-------- Data provided --------

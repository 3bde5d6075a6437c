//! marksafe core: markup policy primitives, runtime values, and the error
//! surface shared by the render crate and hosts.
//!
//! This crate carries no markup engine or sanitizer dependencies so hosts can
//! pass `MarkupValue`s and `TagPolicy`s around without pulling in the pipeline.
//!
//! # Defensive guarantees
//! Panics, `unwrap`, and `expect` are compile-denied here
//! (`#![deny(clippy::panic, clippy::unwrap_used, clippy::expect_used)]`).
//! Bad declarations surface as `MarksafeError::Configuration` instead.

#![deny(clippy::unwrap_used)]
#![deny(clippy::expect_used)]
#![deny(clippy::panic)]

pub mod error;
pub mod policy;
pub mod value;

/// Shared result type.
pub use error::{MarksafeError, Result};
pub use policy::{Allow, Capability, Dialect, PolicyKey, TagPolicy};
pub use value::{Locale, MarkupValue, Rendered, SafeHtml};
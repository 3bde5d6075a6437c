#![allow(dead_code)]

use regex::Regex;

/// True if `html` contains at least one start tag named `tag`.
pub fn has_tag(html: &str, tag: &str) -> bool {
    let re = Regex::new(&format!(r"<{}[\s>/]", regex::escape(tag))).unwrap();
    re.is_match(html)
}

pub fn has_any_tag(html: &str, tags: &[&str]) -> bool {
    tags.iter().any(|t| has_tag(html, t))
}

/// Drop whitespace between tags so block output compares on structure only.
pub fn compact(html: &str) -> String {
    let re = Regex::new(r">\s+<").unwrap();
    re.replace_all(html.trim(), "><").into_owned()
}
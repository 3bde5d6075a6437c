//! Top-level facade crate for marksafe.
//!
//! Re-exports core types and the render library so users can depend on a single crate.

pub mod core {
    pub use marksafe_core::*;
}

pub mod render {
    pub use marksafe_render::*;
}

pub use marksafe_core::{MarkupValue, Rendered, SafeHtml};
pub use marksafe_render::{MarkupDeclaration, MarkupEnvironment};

--------

Activity. Where does the string "tags" occur in the material? Copy every line where it does.

Solution to this task.
pub fn has_any_tag(html: &str, tags: &[&str]) -> bool {
    tags.iter().any(|t| has_tag(html, t))
/// Drop whitespace between tags so block output compares on structure only.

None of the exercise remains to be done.